Genau so wenig wie Bilder Geschichten erzählen können, kann auch die Wirklichkeit keine Geschichten erzählen. Geschichten werden von der menschlichen Sprache, der Erinnerung erzählt, so Fernanda Melchor in der Vorbemerkung. "Doch die Sprache ist trügerisch (...) Diese Sammlung von Crónicas wurde in der Absicht geschrieben, Geschichten auf die ehrlichste Art zu erzählen, die ich für möglich halte – indem man die stets etwas ausweichende Natur der Sprache akzeptiert und sie sich für die eigene Sache zunutze macht."
Die Geschichten, die hier versammelt sind, sind also geprägt von einer subjektiven Erzählperspektive. "Ich weiss, dass die menschliche Subjektivität womöglich das dem Journalismus fernste Feld ist ...", schreibt die Autorin. Das mag für Mainstream Journalismus gelten, für den Qualitätsjournalismus, wie ich ihn verstehe, hingegen nicht. Man denke etwa an Hunter S. Thompson, James Agee oder Janet Malcolm.
Jedenfalls: Fernanda Melchor hat keine Angst vor Subjektivität. Und genau dies gibt ihren Geschichten, die sich allesamt im mexikanischen Veracruz ereignet haben, etwas universelles. Denn je subjektiver jemand von etwas berichtet, desto grösser die Wahrscheinlichkeit, dass ein ganz anderer oder eine ganz andere ähnliche Empfindungen teilt.
Von UFOs und toten Polizisten berichtet sie. Und vom Warendiebstahl als Kunstform, den Gesetzen im Hafen, von ausgemergelten Dominikanern, die sich vor der Einwanderungsbehörde verstecken und glauben, in Miami zu sein. Fernanda Melchor lässt sich vom Schicksal dieser Gestrandeten berühren, weswegen sie es auch überaus eindrücklich versteht, deren Geschichten zu erzählen.
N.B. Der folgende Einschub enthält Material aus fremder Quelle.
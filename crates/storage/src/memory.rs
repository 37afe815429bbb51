//! In-memory storage backend implementation.
//!
//! [`MemoryBackend`] implements [`StorageBackend`] over a hash map guarded by
//! a [`parking_lot::RwLock`]. It backs tests and single-process deployments.
//!
//! # Features
//!
//! - **Thread-safe**: every compound operation (increment, CAS, batch) runs
//!   under one write lock, so it is linearizable like a real shared store
//! - **TTL support**: expired keys are invisible to reads immediately and are
//!   physically removed by a background sweep
//!
//! # Example
//!
//! ```
//! use perimeter_storage::{MemoryBackend, StorageBackend};
//!
//! #[tokio::main]
//! async fn main() {
//!     let backend = MemoryBackend::new();
//!
//!     backend.set("greeting", b"hello".to_vec()).await.unwrap();
//!     let value = backend.get("greeting").await.unwrap();
//!
//!     assert_eq!(value.unwrap().as_ref(), b"hello");
//! }
//! ```
//!
//! # Limitations
//!
//! - Data is not persisted; all data is lost when the process exits
//! - The sweep runs every second, so memory is reclaimed lazily

use std::{
    collections::HashMap,
    sync::Arc,
    time::{Duration, Instant},
};

use async_trait::async_trait;
use bytes::Bytes;
use parking_lot::RwLock;
use tokio::{select, sync::watch, time::sleep};

use crate::{
    backend::{BatchEntry, StorageBackend},
    error::{StorageError, StorageResult},
};

/// Interval between background sweeps of expired keys.
const SWEEP_INTERVAL: Duration = Duration::from_secs(1);

/// Holds the shutdown signal sender. When dropped, the watch channel
/// closes and the sweep task exits.
struct ShutdownGuard {
    shutdown_tx: watch::Sender<()>,
}

impl Drop for ShutdownGuard {
    fn drop(&mut self) {
        let _ = self.shutdown_tx.send(());
    }
}

#[derive(Debug, Clone)]
struct Entry {
    value: Bytes,
    expires_at: Option<Instant>,
}

impl Entry {
    fn new(value: Vec<u8>, ttl: Option<Duration>) -> Self {
        Self { value: Bytes::from(value), expires_at: ttl.map(expiry_after) }
    }

    fn is_live(&self, now: Instant) -> bool {
        self.expires_at.is_none_or(|at| at > now)
    }
}

/// Computes `now + ttl`, saturating for TTLs too large for [`Instant`].
fn expiry_after(ttl: Duration) -> Instant {
    let now = Instant::now();
    now.checked_add(ttl).unwrap_or_else(|| now + Duration::from_secs(100 * 365 * 24 * 3600))
}

/// In-memory storage backend.
///
/// # Cloning
///
/// `MemoryBackend` is cheaply cloneable via [`Arc`]. All clones share the
/// same data.
///
/// # Shutdown
///
/// The background sweep stops automatically when all clones are dropped.
/// [`shutdown`](Self::shutdown) stops it explicitly.
#[derive(Clone)]
pub struct MemoryBackend {
    data: Arc<RwLock<HashMap<String, Entry>>>,
    shutdown_guard: Arc<ShutdownGuard>,
}

impl std::fmt::Debug for MemoryBackend {
    fn fmt(&self, f: &mut std::fmt::Formatter<'_>) -> std::fmt::Result {
        f.debug_struct("MemoryBackend").field("keys", &self.data.read().len()).finish()
    }
}

impl MemoryBackend {
    /// Creates a new in-memory backend and spawns its expiry sweep.
    ///
    /// Must be called from within a Tokio runtime.
    pub fn new() -> Self {
        let (shutdown_tx, shutdown_rx) = watch::channel(());
        let backend = Self {
            data: Arc::new(RwLock::new(HashMap::new())),
            shutdown_guard: Arc::new(ShutdownGuard { shutdown_tx }),
        };

        // The sweep holds only the data map so it does not keep the guard alive.
        let data = Arc::clone(&backend.data);
        tokio::spawn(async move {
            sweep_expired_keys(data, shutdown_rx).await;
        });

        backend
    }

    /// Explicitly signals the background sweep to stop.
    pub fn shutdown(&self) {
        let _ = self.shutdown_guard.shutdown_tx.send(());
    }

    /// Number of physically stored keys, including expired ones not yet swept.
    #[must_use]
    pub fn len(&self) -> usize {
        self.data.read().len()
    }

    /// Returns `true` if no keys are physically stored.
    #[must_use]
    pub fn is_empty(&self) -> bool {
        self.data.read().is_empty()
    }

    /// Removes every key.
    pub fn clear(&self) {
        self.data.write().clear();
    }

    /// Live keys starting with `prefix`, sorted.
    #[must_use]
    pub fn keys_with_prefix(&self, prefix: &str) -> Vec<String> {
        let now = Instant::now();
        let mut keys: Vec<String> = self
            .data
            .read()
            .iter()
            .filter(|(key, entry)| key.starts_with(prefix) && entry.is_live(now))
            .map(|(key, _)| key.clone())
            .collect();
        keys.sort();
        keys
    }
}

impl Default for MemoryBackend {
    fn default() -> Self {
        Self::new()
    }
}

async fn sweep_expired_keys(
    data: Arc<RwLock<HashMap<String, Entry>>>,
    mut shutdown_rx: watch::Receiver<()>,
) {
    loop {
        select! {
            _ = sleep(SWEEP_INTERVAL) => {}
            _ = shutdown_rx.changed() => {
                return;
            }
        }

        let now = Instant::now();
        let has_expired = data.read().values().any(|entry| !entry.is_live(now));
        if has_expired {
            data.write().retain(|_, entry| entry.is_live(now));
        }
    }
}

#[async_trait]
impl StorageBackend for MemoryBackend {
    #[tracing::instrument(level = "trace", skip(self))]
    async fn get(&self, key: &str) -> StorageResult<Option<Bytes>> {
        let data = self.data.read();
        let now = Instant::now();
        Ok(data.get(key).filter(|entry| entry.is_live(now)).map(|entry| entry.value.clone()))
    }

    #[tracing::instrument(level = "trace", skip(self, value))]
    async fn set(&self, key: &str, value: Vec<u8>) -> StorageResult<()> {
        self.data.write().insert(key.to_owned(), Entry::new(value, None));
        Ok(())
    }

    #[tracing::instrument(level = "trace", skip(self, value))]
    async fn set_with_ttl(&self, key: &str, value: Vec<u8>, ttl: Duration) -> StorageResult<()> {
        self.data.write().insert(key.to_owned(), Entry::new(value, Some(ttl)));
        Ok(())
    }

    #[tracing::instrument(level = "trace", skip(self, expected, new_value))]
    async fn compare_and_set(
        &self,
        key: &str,
        expected: Option<&[u8]>,
        new_value: Vec<u8>,
    ) -> StorageResult<()> {
        let mut data = self.data.write();
        let now = Instant::now();
        let current = data.get(key).filter(|entry| entry.is_live(now));

        let matches = match (expected, current) {
            (None, None) => true,
            (Some(exp), Some(cur)) => exp == &cur.value[..],
            _ => false,
        };
        if !matches {
            return Err(StorageError::conflict(key));
        }

        data.insert(key.to_owned(), Entry::new(new_value, None));
        Ok(())
    }

    #[tracing::instrument(level = "trace", skip(self))]
    async fn delete(&self, key: &str) -> StorageResult<()> {
        self.data.write().remove(key);
        Ok(())
    }

    #[tracing::instrument(level = "trace", skip(self))]
    async fn increment(&self, key: &str, ttl_on_create: Duration) -> StorageResult<i64> {
        let mut data = self.data.write();
        let now = Instant::now();

        match data.get_mut(key).filter(|entry| entry.is_live(now)) {
            Some(entry) => {
                let current = std::str::from_utf8(&entry.value)
                    .ok()
                    .and_then(|s| s.parse::<i64>().ok())
                    .ok_or_else(|| {
                        StorageError::serialization(format!("value at {key} is not an integer"))
                    })?;
                let next = current.saturating_add(1);
                entry.value = Bytes::from(next.to_string());
                Ok(next)
            },
            None => {
                data.insert(key.to_owned(), Entry::new(b"1".to_vec(), Some(ttl_on_create)));
                Ok(1)
            },
        }
    }

    #[tracing::instrument(level = "trace", skip(self))]
    async fn ttl(&self, key: &str) -> StorageResult<Option<Duration>> {
        let data = self.data.read();
        let now = Instant::now();
        Ok(data.get(key).filter(|entry| entry.is_live(now)).map(|entry| match entry.expires_at {
            Some(at) => at.saturating_duration_since(now),
            None => Duration::MAX,
        }))
    }

    #[tracing::instrument(level = "trace", skip(self, entries), fields(count = entries.len()))]
    async fn write_batch(&self, entries: Vec<BatchEntry>) -> StorageResult<()> {
        let mut data = self.data.write();
        for entry in entries {
            data.insert(entry.key, Entry::new(entry.value, entry.ttl));
        }
        Ok(())
    }

    #[tracing::instrument(level = "trace", skip(self))]
    async fn health_check(&self) -> StorageResult<()> {
        let _unused = self.data.read();
        Ok(())
    }
}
Von der Karnevalskönigin, die zur Mörderin ihrer Kinder wird, lesen wir. Und von Mel Gibson, für den ein Gefängnis leergeräumt wurde, damit er dort drehen kann. Und von einem Lynchmord und einem Teufelshaus. Und und und. Nicht wenige der Geschichten handeln vom Drogengeschäft.
In Das hier ist nicht Miami porträtiert Fernanda Melchor die mexikanische Hafenstadt Veracruz durch die Geschichten, die ihr von den Einwohnern erzählt worden sind. Ja, sie hat klassisch recherchiert, doch was sie erfahren hat, ist wesentlich ihrer Neugier sowie ihrer empathischen Grundhaltung geschuldet.
Wie jede gute Journalistin fragt sie nach, macht sie sich ihre eigenen Gedanken. Und gibt ihnen auch Ausdruck. Sie selber charakterisiert ihre Arbeiten als "Geschichten, die keine klar umrissenen Anekdote wiederzugeben versuchen, sondern den Effekt, den sie auf die Empfindungen derjenigen hatten, die sie erlebt haben."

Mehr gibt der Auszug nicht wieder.